[What to do]: Return the lines below exactly as they appear, please, starting with the first and ending with the one that contains "Hash, Serialize, Deserialize)]".

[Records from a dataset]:
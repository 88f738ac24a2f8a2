//! Chain identifier types.

use serde::{Deserialize, Serialize};
use std::fmt;

/// An EVM chain the relay subscribes to, e.g. `polygon-amoy` / `80002`.
///
/// The numeric id is what ends up in every `NormalizedRecord`; the slug is
/// only used for logs and configuration.
#[derive(Debug, Clone, PartialEq, Eq, Hash, Serialize, Deserialize)]
pub struct ChainId {
    /// Human-readable slug, e.g. "ethereum", "polygon-amoy"
    pub slug: String,
    /// EIP-155 chain id (e.g. 1 for Ethereum mainnet)
    pub chain_id: u64,
}

impl ChainId {
    pub fn new(slug: impl Into<String>, chain_id: u64) -> Self {
        Self {
            slug: slug.into(),
            chain_id,
        }
    }
}

impl fmt::Display for ChainId {
    fn fmt(&self, f: &mut fmt::Formatter<'_>) -> fmt::Result {
        write!(f, "{}({})", self.slug, self.chain_id)
    }
}
//! `NormalizedRecord`: the unit of idempotent delivery to the sink.

use chrono::{DateTime, Utc};
use indexmap::IndexMap;
use serde::Serialize;
use sha2::{Digest, Sha256};

use crate::types::NormalizedValue;

/// Stable record key derived from (transaction hash, log index) only.
///
/// Redelivery of the same log after a reconnect maps to the same id, which
/// lets the sink upsert instead of duplicating. Event content never feeds
/// into the id.
pub fn record_id(transaction_hash: &str, log_index: u64) -> String {
    let tx = transaction_hash.trim().to_ascii_lowercase();
    let tx = tx.strip_prefix("0x").unwrap_or(&tx);
    let mut hasher = Sha256::new();
    hasher.update(tx.as_bytes());
    hasher.update(b":");
    hasher.update(log_index.to_string().as_bytes());
    format!("0x{}", hex::encode(hasher.finalize()))
}

/// Canonical persisted shape of one decoded log.
#[derive(Debug, Clone, PartialEq, Eq, Serialize)]
#[serde(rename_all = "camelCase")]
pub struct NormalizedRecord {
    /// See [`record_id`]
    pub id: String,
    pub chain_id: u64,
    pub contract_address: String,
    pub event_name: String,
    #[serde(skip_serializing_if = "Option::is_none")]
    pub caller_address: Option<String>,
    /// All decoded arguments, in declaration order
    pub payload: IndexMap<String, NormalizedValue>,
    pub block_number: u64,
    pub transaction_hash: String,
    pub log_index: u64,
    #[serde(skip_serializing_if = "Option::is_none")]
    pub amount: Option<String>,
    /// Counterparty address
    #[serde(rename = "to", skip_serializing_if = "Option::is_none")]
    pub to: Option<String>,
    #[serde(skip_serializing_if = "Option::is_none")]
    pub message_id: Option<String>,
    #[serde(skip_serializing_if = "Option::is_none")]
    pub source_chain_selector: Option<String>,
    #[serde(skip_serializing_if = "Option::is_none")]
    pub destination_chain_selector: Option<String>,
    /// Processing time, not block time
    pub created_at: DateTime<Utc>,
    pub updated_at: DateTime<Utc>,
}

#[cfg(test)]
mod tests {
    use super::*;

    const TX: &str = "0x9f86d081884c7d659a2feaa0c55ad015a3bf4f1b2b0b822cd15d6c15b0f00a08";

    #[test]
    fn id_is_pure_function_of_tx_and_index() {
        assert_eq!(record_id(TX, 3), record_id(TX, 3));
        assert_ne!(record_id(TX, 3), record_id(TX, 4));
    }

    #[test]
    fn id_ignores_hex_case_and_prefix() {
        let upper = TX.to_ascii_uppercase().replacen("0X", "0x", 1);
        assert_eq!(record_id(TX, 0), record_id(&upper, 0));
        assert_eq!(record_id(TX, 0), record_id(&TX[2..], 0));
    }

    #[test]
    fn id_format() {
        let id = record_id(TX, 0);
        assert!(id.starts_with("0x"));
        assert_eq!(id.len(), 66);
    }

    #[test]
    fn record_serializes_camel_case_and_skips_unset() {
        let now = Utc::now();
        let mut payload = IndexMap::new();
        payload.insert("amount".to_string(), NormalizedValue::Uint("1000".into()));
        let record = NormalizedRecord {
            id: record_id(TX, 1),
            chain_id: 80_002,
            contract_address: "0xaa".into(),
            event_name: "Mint".into(),
            caller_address: None,
            payload,
            block_number: 7,
            transaction_hash: TX.into(),
            log_index: 1,
            amount: Some("1000".into()),
            to: Some("0x01".into()),
            message_id: None,
            source_chain_selector: None,
            destination_chain_selector: None,
            created_at: now,
            updated_at: now,
        };
        let json = serde_json::to_value(&record).unwrap();
        assert_eq!(json["eventName"], "Mint");
        assert_eq!(json["chainId"], 80_002);
        assert_eq!(json["amount"], "1000");
        assert_eq!(json["to"], "0x01");
        assert_eq!(json["payload"]["amount"], "1000");
        assert!(json.get("callerAddress").is_none());
        assert!(json.get("messageId").is_none());
    }
}
//! # chainrelay-core
//!
//! Core types, traits and errors shared across all ChainRelay crates.
//! The decoder, transport, forwarder and orchestrator are all built on
//! the interfaces defined here.

pub mod chain;
pub mod error;
pub mod event;
pub mod record;
pub mod schema;
pub mod transport;
pub mod types;

pub use chain::ChainId;
pub use error::{DecodeError, ForwardError, SchemaError, StreamError, TransportError};
pub use event::{DecodedEvent, RawLog};
pub use record::{record_id, NormalizedRecord};
pub use schema::{ArgDef, EventDef, InterfaceSchema};
pub use transport::{Connector, LogFilter, LogSubscription, LogTransport, SubscriptionId, TransactionInfo};
pub use types::{ArgType, NormalizedValue};
//! `WsConnector`: hands out a fresh [`WsTransport`] per attempt.

use std::collections::HashMap;
use std::sync::Arc;
use std::time::Duration;

use async_trait::async_trait;
use chainrelay_core::chain::ChainId;
use chainrelay_core::error::StreamError;
use chainrelay_core::transport::{Connector, LogTransport};

use crate::client::{redact_url, WsConfig, WsTransport};

/// Resolves a chain to its WebSocket endpoint and opens a new session.
#[derive(Debug, Clone)]
pub struct WsConnector {
    /// chain id → ws(s) URL
    endpoints: HashMap<u64, String>,
    connect_timeout: Duration,
    config: WsConfig,
}

impl WsConnector {
    pub fn new(connect_timeout: Duration, config: WsConfig) -> Self {
        Self {
            endpoints: HashMap::new(),
            connect_timeout,
            config,
        }
    }

    pub fn with_endpoint(mut self, chain_id: u64, url: impl Into<String>) -> Self {
        self.endpoints.insert(chain_id, url.into());
        self
    }

    pub fn endpoint(&self, chain_id: u64) -> Option<&str> {
        self.endpoints.get(&chain_id).map(String::as_str)
    }
}

#[async_trait]
impl Connector for WsConnector {
    async fn connect(&self, chain: &ChainId) -> Result<Arc<dyn LogTransport>, StreamError> {
        let url = self
            .endpoint(chain.chain_id)
            .ok_or_else(|| StreamError::ConnectionFailed {
                url: "<unconfigured>".into(),
                reason: format!("no WebSocket endpoint configured for {chain}"),
            })?;

        let connect = WsTransport::connect(url, self.config.clone());
        match tokio::time::timeout(self.connect_timeout, connect).await {
            Ok(Ok(transport)) => Ok(Arc::new(transport)),
            Ok(Err(e)) => Err(StreamError::ConnectionFailed {
                url: redact_url(url),
                reason: e.to_string(),
            }),
            Err(_) => Err(StreamError::ConnectionFailed {
                url: redact_url(url),
                reason: format!("timed out after {}ms", self.connect_timeout.as_millis()),
            }),
        }
    }
}

#[cfg(test)]
mod tests {
    use super::*;

    #[tokio::test]
    async fn unknown_chain_fails_without_dialing() {
        let connector = WsConnector::new(Duration::from_secs(1), WsConfig::default())
            .with_endpoint(80002, "wss://polygon-amoy.example/ws");
        let err = connector
            .connect(&ChainId::new("sepolia", 11_155_111))
            .await
            .err()
            .unwrap();
        assert!(matches!(err, StreamError::ConnectionFailed { .. }));
        assert!(err.to_string().contains("sepolia"));
    }

    #[tokio::test]
    async fn refused_connection_is_reported() {
        let connector = WsConnector::new(Duration::from_secs(5), WsConfig::default())
            .with_endpoint(1, "ws://127.0.0.1:1");
        let err = connector
            .connect(&ChainId::new("ethereum", 1))
            .await
            .err()
            .unwrap();
        match err {
            StreamError::ConnectionFailed { url, .. } => assert_eq!(url, "ws://127.0.0.1"),
            other => panic!("unexpected {other:?}"),
        }
    }
}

[Final answer]:
repository 88f738ac24a2f8a2
//! Chain identifier types.

use serde::{Deserialize, Serialize};
use std::fmt;

/// An EVM chain the relay subscribes to, e.g. `polygon-amoy` / `80002`.
///
/// The numeric id is what ends up in every `NormalizedRecord`; the slug is
/// only used for logs and configuration.
#[derive(Debug, Clone, PartialEq, Eq, Hash, Serialize, Deserialize)]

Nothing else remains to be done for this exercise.